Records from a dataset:
┄┄┄┄┄┄┄┄┄┄
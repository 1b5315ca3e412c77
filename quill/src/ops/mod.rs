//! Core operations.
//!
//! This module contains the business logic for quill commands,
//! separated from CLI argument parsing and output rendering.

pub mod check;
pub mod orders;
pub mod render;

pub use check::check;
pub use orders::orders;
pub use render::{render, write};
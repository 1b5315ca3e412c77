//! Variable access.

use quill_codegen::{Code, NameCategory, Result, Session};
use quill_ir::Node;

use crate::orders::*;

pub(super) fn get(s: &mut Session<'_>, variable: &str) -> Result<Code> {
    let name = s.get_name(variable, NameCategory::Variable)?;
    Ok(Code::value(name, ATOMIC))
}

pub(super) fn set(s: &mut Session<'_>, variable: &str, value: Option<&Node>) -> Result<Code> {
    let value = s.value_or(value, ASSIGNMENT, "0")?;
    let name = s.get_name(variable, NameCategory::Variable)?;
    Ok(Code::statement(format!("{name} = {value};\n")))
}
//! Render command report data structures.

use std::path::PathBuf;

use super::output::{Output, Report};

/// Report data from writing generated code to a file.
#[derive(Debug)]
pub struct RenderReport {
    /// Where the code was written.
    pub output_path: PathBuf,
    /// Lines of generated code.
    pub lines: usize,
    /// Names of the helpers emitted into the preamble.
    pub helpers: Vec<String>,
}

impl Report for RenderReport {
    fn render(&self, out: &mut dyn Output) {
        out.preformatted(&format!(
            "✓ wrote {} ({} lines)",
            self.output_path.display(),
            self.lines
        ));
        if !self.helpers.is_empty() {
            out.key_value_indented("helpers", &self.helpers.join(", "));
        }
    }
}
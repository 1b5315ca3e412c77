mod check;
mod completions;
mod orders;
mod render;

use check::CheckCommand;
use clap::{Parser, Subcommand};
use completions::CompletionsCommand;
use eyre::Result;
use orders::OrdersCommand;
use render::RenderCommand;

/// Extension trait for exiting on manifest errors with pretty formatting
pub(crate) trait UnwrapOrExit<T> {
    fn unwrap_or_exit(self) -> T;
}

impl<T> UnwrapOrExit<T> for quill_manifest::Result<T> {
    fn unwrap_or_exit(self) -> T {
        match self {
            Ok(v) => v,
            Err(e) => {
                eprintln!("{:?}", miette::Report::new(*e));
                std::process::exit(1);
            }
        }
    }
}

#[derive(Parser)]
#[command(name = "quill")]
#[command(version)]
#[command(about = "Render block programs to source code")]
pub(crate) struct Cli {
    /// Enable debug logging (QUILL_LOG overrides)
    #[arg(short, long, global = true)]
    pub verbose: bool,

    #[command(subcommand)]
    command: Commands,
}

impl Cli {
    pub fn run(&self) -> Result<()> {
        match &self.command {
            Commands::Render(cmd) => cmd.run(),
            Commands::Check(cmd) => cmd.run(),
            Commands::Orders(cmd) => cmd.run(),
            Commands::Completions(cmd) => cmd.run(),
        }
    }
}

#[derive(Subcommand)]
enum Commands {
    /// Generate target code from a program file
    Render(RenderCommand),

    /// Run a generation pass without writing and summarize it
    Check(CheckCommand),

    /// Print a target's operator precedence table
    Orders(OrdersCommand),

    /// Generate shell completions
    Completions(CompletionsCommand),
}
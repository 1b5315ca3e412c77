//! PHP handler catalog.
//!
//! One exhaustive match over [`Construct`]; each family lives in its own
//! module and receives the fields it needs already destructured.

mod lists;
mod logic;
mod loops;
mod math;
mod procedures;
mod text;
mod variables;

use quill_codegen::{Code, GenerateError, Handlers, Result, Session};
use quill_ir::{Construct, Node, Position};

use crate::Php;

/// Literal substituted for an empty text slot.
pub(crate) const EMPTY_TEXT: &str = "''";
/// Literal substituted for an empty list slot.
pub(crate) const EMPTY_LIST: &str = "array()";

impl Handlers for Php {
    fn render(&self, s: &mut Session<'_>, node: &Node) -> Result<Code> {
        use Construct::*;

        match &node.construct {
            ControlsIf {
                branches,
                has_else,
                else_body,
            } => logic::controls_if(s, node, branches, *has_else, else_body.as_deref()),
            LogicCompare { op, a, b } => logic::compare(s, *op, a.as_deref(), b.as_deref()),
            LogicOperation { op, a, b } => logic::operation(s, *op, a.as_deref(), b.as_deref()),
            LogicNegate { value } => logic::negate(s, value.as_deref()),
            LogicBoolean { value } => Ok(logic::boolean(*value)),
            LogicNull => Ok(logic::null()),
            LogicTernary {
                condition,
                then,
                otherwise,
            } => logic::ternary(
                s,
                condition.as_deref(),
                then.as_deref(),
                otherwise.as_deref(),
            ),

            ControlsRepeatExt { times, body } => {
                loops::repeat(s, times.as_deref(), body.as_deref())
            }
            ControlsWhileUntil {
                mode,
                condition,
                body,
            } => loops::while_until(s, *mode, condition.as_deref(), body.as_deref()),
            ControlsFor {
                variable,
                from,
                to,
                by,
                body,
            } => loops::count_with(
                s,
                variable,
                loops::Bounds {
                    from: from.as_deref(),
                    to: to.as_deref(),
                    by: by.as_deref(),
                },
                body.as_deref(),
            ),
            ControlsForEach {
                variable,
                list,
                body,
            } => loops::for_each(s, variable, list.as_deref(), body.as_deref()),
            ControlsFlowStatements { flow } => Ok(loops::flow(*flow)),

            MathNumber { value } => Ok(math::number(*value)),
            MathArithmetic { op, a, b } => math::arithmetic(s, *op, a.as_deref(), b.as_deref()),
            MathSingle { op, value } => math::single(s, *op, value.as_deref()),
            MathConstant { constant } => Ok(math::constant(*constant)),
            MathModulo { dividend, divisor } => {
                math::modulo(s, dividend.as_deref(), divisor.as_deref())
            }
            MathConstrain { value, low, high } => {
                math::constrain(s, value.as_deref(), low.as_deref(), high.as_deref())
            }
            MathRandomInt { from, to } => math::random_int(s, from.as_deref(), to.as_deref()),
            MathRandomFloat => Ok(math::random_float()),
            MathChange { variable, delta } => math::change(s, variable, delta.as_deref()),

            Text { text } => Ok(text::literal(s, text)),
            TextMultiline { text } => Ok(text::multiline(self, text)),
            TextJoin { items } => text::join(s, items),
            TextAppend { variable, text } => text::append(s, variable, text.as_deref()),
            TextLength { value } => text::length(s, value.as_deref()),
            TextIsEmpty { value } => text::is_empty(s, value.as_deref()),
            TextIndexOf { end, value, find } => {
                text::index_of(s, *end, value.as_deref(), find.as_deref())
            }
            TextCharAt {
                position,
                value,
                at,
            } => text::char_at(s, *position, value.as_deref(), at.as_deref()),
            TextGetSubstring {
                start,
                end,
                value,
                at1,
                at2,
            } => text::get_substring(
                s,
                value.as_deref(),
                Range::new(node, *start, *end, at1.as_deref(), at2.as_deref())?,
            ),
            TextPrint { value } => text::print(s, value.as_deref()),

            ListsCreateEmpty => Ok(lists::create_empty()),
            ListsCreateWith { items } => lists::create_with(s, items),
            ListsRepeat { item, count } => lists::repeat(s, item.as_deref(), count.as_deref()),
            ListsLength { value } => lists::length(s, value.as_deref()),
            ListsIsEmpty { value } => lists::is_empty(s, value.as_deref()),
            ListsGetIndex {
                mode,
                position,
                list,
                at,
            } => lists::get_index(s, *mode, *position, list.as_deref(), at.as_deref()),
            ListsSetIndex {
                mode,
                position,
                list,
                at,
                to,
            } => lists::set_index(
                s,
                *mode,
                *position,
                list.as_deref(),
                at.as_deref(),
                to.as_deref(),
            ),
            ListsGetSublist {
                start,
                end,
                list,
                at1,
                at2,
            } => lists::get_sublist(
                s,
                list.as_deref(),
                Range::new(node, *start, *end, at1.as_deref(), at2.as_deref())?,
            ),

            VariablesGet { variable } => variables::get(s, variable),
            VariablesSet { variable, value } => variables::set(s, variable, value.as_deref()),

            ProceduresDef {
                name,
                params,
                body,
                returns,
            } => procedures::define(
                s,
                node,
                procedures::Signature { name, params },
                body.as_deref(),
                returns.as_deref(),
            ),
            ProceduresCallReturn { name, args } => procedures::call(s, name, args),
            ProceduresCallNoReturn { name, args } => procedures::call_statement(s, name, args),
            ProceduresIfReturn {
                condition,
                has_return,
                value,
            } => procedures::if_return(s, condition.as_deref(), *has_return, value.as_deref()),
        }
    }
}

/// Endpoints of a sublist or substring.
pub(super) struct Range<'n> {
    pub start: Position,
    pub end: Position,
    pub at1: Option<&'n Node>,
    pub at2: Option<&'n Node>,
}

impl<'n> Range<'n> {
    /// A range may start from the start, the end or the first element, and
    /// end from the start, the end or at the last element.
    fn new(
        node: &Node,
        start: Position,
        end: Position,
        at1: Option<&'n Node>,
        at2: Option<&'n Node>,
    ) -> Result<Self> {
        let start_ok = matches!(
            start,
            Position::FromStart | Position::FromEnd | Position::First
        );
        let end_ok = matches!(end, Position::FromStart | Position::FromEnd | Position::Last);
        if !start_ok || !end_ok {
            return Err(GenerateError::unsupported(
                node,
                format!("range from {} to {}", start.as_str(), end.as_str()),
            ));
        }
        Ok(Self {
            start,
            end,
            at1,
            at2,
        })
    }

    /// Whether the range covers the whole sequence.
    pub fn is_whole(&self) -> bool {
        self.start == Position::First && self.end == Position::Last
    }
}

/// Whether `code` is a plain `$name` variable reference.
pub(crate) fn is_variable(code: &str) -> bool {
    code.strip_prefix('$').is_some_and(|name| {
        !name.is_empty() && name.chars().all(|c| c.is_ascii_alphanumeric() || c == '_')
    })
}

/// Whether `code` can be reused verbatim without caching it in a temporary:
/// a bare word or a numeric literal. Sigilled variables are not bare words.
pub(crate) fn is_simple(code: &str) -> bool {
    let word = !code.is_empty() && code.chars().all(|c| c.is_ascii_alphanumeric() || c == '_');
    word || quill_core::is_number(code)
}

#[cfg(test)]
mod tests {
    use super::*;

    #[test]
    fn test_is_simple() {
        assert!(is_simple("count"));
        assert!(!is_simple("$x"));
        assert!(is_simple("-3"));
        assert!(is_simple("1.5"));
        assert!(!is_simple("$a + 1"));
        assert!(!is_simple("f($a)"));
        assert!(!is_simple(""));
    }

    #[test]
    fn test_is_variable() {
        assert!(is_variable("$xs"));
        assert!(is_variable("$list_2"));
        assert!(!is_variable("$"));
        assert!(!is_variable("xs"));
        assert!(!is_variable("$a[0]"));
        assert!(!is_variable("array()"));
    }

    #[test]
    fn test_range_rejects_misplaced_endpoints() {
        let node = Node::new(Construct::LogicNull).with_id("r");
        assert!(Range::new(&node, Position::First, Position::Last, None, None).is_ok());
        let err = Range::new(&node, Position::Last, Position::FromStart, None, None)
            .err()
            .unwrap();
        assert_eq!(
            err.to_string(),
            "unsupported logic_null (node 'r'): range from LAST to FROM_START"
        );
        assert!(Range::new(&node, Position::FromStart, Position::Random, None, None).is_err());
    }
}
┄┄┄┄┄┄┄┄┄┄
Your answer must be a single number: how many lines of the entries above contain the string "Option".

◆ YOUR SOLUTION
5